» Assignment
Word for word, retype the records below.

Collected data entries
use std::{
    sync::{
        Arc,
        atomic::{AtomicBool, Ordering},
    },
    thread,
    time::{Duration, Instant},
};

use log::{debug, warn};

/// A cooperative background loop with explicit termination.
///
/// The worker runs `step` repeatedly on a dedicated named thread until the
/// step returns `false` or the shared terminated flag is set. The flag is
/// checked before every step and again when the step returns, so a signal
/// raised mid-step takes effect at the next boundary.
///
/// Termination alone does not unblock a step stuck in blocking I/O; the
/// owner must also force-close the underlying resource (socket shutdown, a
/// loopback poke of a listening port) so the blocked call returns with an
/// error. A terminated worker is never restarted; a restart creates a new
/// worker.
pub struct TerminatableWorker {
    name: String,
    terminated: Arc<AtomicBool>,
    handle: Option<thread::JoinHandle<()>>,
}

impl TerminatableWorker {
    /// Spawn the loop on a named thread. The step receives the terminated
    /// flag so it can both observe and raise termination.
    pub fn spawn<F>(name: &str, mut step: F) -> Self
    where
        F: FnMut(&AtomicBool) -> bool + Send + 'static,
    {
        let terminated = Arc::new(AtomicBool::new(false));
        let flag = Arc::clone(&terminated);
        let thread_name = name.to_string();

        let handle = thread::Builder::new()
            .name(thread_name.clone())
            .spawn(move || {
                while !flag.load(Ordering::SeqCst) {
                    if !step(&flag) {
                        break;
                    }
                }
                debug!("worker {thread_name} exited");
            })
            .expect("failed to spawn worker thread");

        Self {
            name: name.to_string(),
            terminated,
            handle: Some(handle),
        }
    }

    /// Signal the loop to exit at the next step boundary.
    pub fn terminate(&self) {
        self.terminated.store(true, Ordering::SeqCst);
    }

    pub fn is_terminated(&self) -> bool {
        self.terminated.load(Ordering::SeqCst)
    }

    /// Wait for the thread to exit, up to `timeout`. Returns `false` (with a
    /// warning logged) if the thread is still running when the bound
    /// elapses; the worker keeps its handle so a later join can retry.
    ///
    /// Called from the worker's own thread (a step callback stopping its
    /// owner), this returns immediately: the loop exits as soon as the
    /// current step returns, and waiting on it here could never finish.
    pub fn join_within(&mut self, timeout: Duration) -> bool {
        let Some(handle) = self.handle.take() else {
            return true;
        };

        if handle.thread().id() == thread::current().id() {
            debug!("worker {} joined from its own thread, skipping", self.name);
            return true;
        }

        let deadline = Instant::now() + timeout;
        while !handle.is_finished() {
            if Instant::now() >= deadline {
                warn!(
                    "worker {} did not exit within {:?}, proceeding",
                    self.name, timeout
                );
                self.handle = Some(handle);
                return false;
            }
            thread::sleep(Duration::from_millis(10));
        }

        if handle.join().is_err() {
            warn!("worker {} thread panicked", self.name);
        }
        true
    }
}

#[cfg(test)]
mod tests {
    use std::sync::mpsc;

    use super::*;

    #[test]
    fn step_returning_false_ends_the_loop() {
        let (tx, rx) = mpsc::channel();
        let mut remaining = 3;
        let mut worker = TerminatableWorker::spawn("test-counted", move |_| {
            tx.send(()).unwrap();
            remaining -= 1;
            remaining > 0
        });

        assert_eq!(rx.iter().count(), 3);
        assert!(worker.join_within(Duration::from_secs(1)));
    }

    #[test]
    fn terminate_stops_the_loop() {
        let (tx, rx) = mpsc::channel();
        let mut worker = TerminatableWorker::spawn("test-terminated", move |_| {
            tx.send(()).unwrap();
            thread::sleep(Duration::from_millis(5));
            true
        });

        rx.recv().unwrap();
        worker.terminate();
        assert!(worker.is_terminated());
        assert!(worker.join_within(Duration::from_secs(1)));
    }

    #[test]
    fn step_can_raise_termination_itself() {
        let mut worker = TerminatableWorker::spawn("test-self", |flag| {
            flag.store(true, Ordering::SeqCst);
            true
        });

        assert!(worker.join_within(Duration::from_secs(1)));
        assert!(worker.is_terminated());
    }

    #[test]
    fn join_from_the_worker_thread_returns_immediately() {
        use std::sync::Mutex;

        let slot: Arc<Mutex<Option<TerminatableWorker>>> = Arc::new(Mutex::new(None));
        let step_slot = Arc::clone(&slot);
        let (tx, rx) = mpsc::channel();

        let worker = TerminatableWorker::spawn("test-self-join", move |flag| {
            let mut guard = step_slot.lock().unwrap();
            if let Some(worker) = guard.as_mut() {
                flag.store(true, Ordering::SeqCst);
                let started = Instant::now();
                let joined = worker.join_within(Duration::from_secs(5));
                tx.send((joined, started.elapsed())).unwrap();
            }
            true
        });
        *slot.lock().unwrap() = Some(worker);

        let (joined, elapsed) = rx.recv().unwrap();
        assert!(joined);
        assert!(elapsed < Duration::from_secs(1));
    }

    #[test]
    fn join_within_bounds_a_stuck_worker() {
        let (release_tx, release_rx) = mpsc::channel::<()>();
        let mut worker = TerminatableWorker::spawn("test-stuck", move |_| {
            release_rx.recv().ok();
            false
        });

        worker.terminate();
        assert!(!worker.join_within(Duration::from_millis(50)));

        release_tx.send(()).unwrap();
        assert!(worker.join_within(Duration::from_secs(1)));
    }
}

» Expected answer
use std::{
    sync::{
        Arc,
        atomic::{AtomicBool, Ordering},
    },
    thread,
    time::{Duration, Instant},
};

use log::{debug, warn};

/// A cooperative background loop with explicit termination.
///
/// The worker runs `step` repeatedly on a dedicated named thread until the
/// step returns `false` or the shared terminated flag is set. The flag is
/// checked before every step and again when the step returns, so a signal
/// raised mid-step takes effect at the next boundary.
///
/// Termination alone does not unblock a step stuck in blocking I/O; the
/// owner must also force-close the underlying resource (socket shutdown, a
/// loopback poke of a listening port) so the blocked call returns with an
/// error. A terminated worker is never restarted; a restart creates a new
/// worker.
pub struct TerminatableWorker {
    name: String,
    terminated: Arc<AtomicBool>,
    handle: Option<thread::JoinHandle<()>>,
}

impl TerminatableWorker {
    /// Spawn the loop on a named thread. The step receives the terminated
    /// flag so it can both observe and raise termination.
    pub fn spawn<F>(name: &str, mut step: F) -> Self
    where
        F: FnMut(&AtomicBool) -> bool + Send + 'static,
    {
        let terminated = Arc::new(AtomicBool::new(false));
        let flag = Arc::clone(&terminated);
        let thread_name = name.to_string();

        let handle = thread::Builder::new()
            .name(thread_name.clone())
            .spawn(move || {
                while !flag.load(Ordering::SeqCst) {
                    if !step(&flag) {
                        break;
                    }
                }
                debug!("worker {thread_name} exited");
            })
            .expect("failed to spawn worker thread");

        Self {
            name: name.to_string(),
            terminated,
            handle: Some(handle),
        }
    }

    /// Signal the loop to exit at the next step boundary.
    pub fn terminate(&self) {
        self.terminated.store(true, Ordering::SeqCst);
    }

    pub fn is_terminated(&self) -> bool {
        self.terminated.load(Ordering::SeqCst)
    }

    /// Wait for the thread to exit, up to `timeout`. Returns `false` (with a
    /// warning logged) if the thread is still running when the bound
    /// elapses; the worker keeps its handle so a later join can retry.
    ///
    /// Called from the worker's own thread (a step callback stopping its
    /// owner), this returns immediately: the loop exits as soon as the
    /// current step returns, and waiting on it here could never finish.
    pub fn join_within(&mut self, timeout: Duration) -> bool {
        let Some(handle) = self.handle.take() else {
            return true;
        };

        if handle.thread().id() == thread::current().id() {
            debug!("worker {} joined from its own thread, skipping", self.name);
            return true;
        }

        let deadline = Instant::now() + timeout;
        while !handle.is_finished() {
            if Instant::now() >= deadline {
                warn!(
                    "worker {} did not exit within {:?}, proceeding",
                    self.name, timeout
                );
                self.handle = Some(handle);
                return false;
            }
            thread::sleep(Duration::from_millis(10));
        }

        if handle.join().is_err() {
            warn!("worker {} thread panicked", self.name);
        }
        true
    }
}

#[cfg(test)]
mod tests {
    use std::sync::mpsc;

    use super::*;

    #[test]
    fn step_returning_false_ends_the_loop() {
        let (tx, rx) = mpsc::channel();
        let mut remaining = 3;
        let mut worker = TerminatableWorker::spawn("test-counted", move |_| {
            tx.send(()).unwrap();
            remaining -= 1;
            remaining > 0
        });

        assert_eq!(rx.iter().count(), 3);
        assert!(worker.join_within(Duration::from_secs(1)));
    }

    #[test]
    fn terminate_stops_the_loop() {
        let (tx, rx) = mpsc::channel();
        let mut worker = TerminatableWorker::spawn("test-terminated", move |_| {
            tx.send(()).unwrap();
            thread::sleep(Duration::from_millis(5));
            true
        });

        rx.recv().unwrap();
        worker.terminate();
        assert!(worker.is_terminated());
        assert!(worker.join_within(Duration::from_secs(1)));
    }

    #[test]
    fn step_can_raise_termination_itself() {
        let mut worker = TerminatableWorker::spawn("test-self", |flag| {
            flag.store(true, Ordering::SeqCst);
            true
        });

        assert!(worker.join_within(Duration::from_secs(1)));
        assert!(worker.is_terminated());
    }

    #[test]
    fn join_from_the_worker_thread_returns_immediately() {
        use std::sync::Mutex;

        let slot: Arc<Mutex<Option<TerminatableWorker>>> = Arc::new(Mutex::new(None));
        let step_slot = Arc::clone(&slot);
        let (tx, rx) = mpsc::channel();

        let worker = TerminatableWorker::spawn("test-self-join", move |flag| {
            let mut guard = step_slot.lock().unwrap();
            if let Some(worker) = guard.as_mut() {
                flag.store(true, Ordering::SeqCst);
                let started = Instant::now();
                let joined = worker.join_within(Duration::from_secs(5));
                tx.send((joined, started.elapsed())).unwrap();
            }
            true
        });
        *slot.lock().unwrap() = Some(worker);

        let (joined, elapsed) = rx.recv().unwrap();
        assert!(joined);
        assert!(elapsed < Duration::from_secs(1));
    }

    #[test]
    fn join_within_bounds_a_stuck_worker() {
        let (release_tx, release_rx) = mpsc::channel::<()>();
        let mut worker = TerminatableWorker::spawn("test-stuck", move |_| {
            release_rx.recv().ok();
            false
        });

        worker.terminate();
        assert!(!worker.join_within(Duration::from_millis(50)));

        release_tx.send(()).unwrap();
        assert!(worker.join_within(Duration::from_secs(1)));
    }
}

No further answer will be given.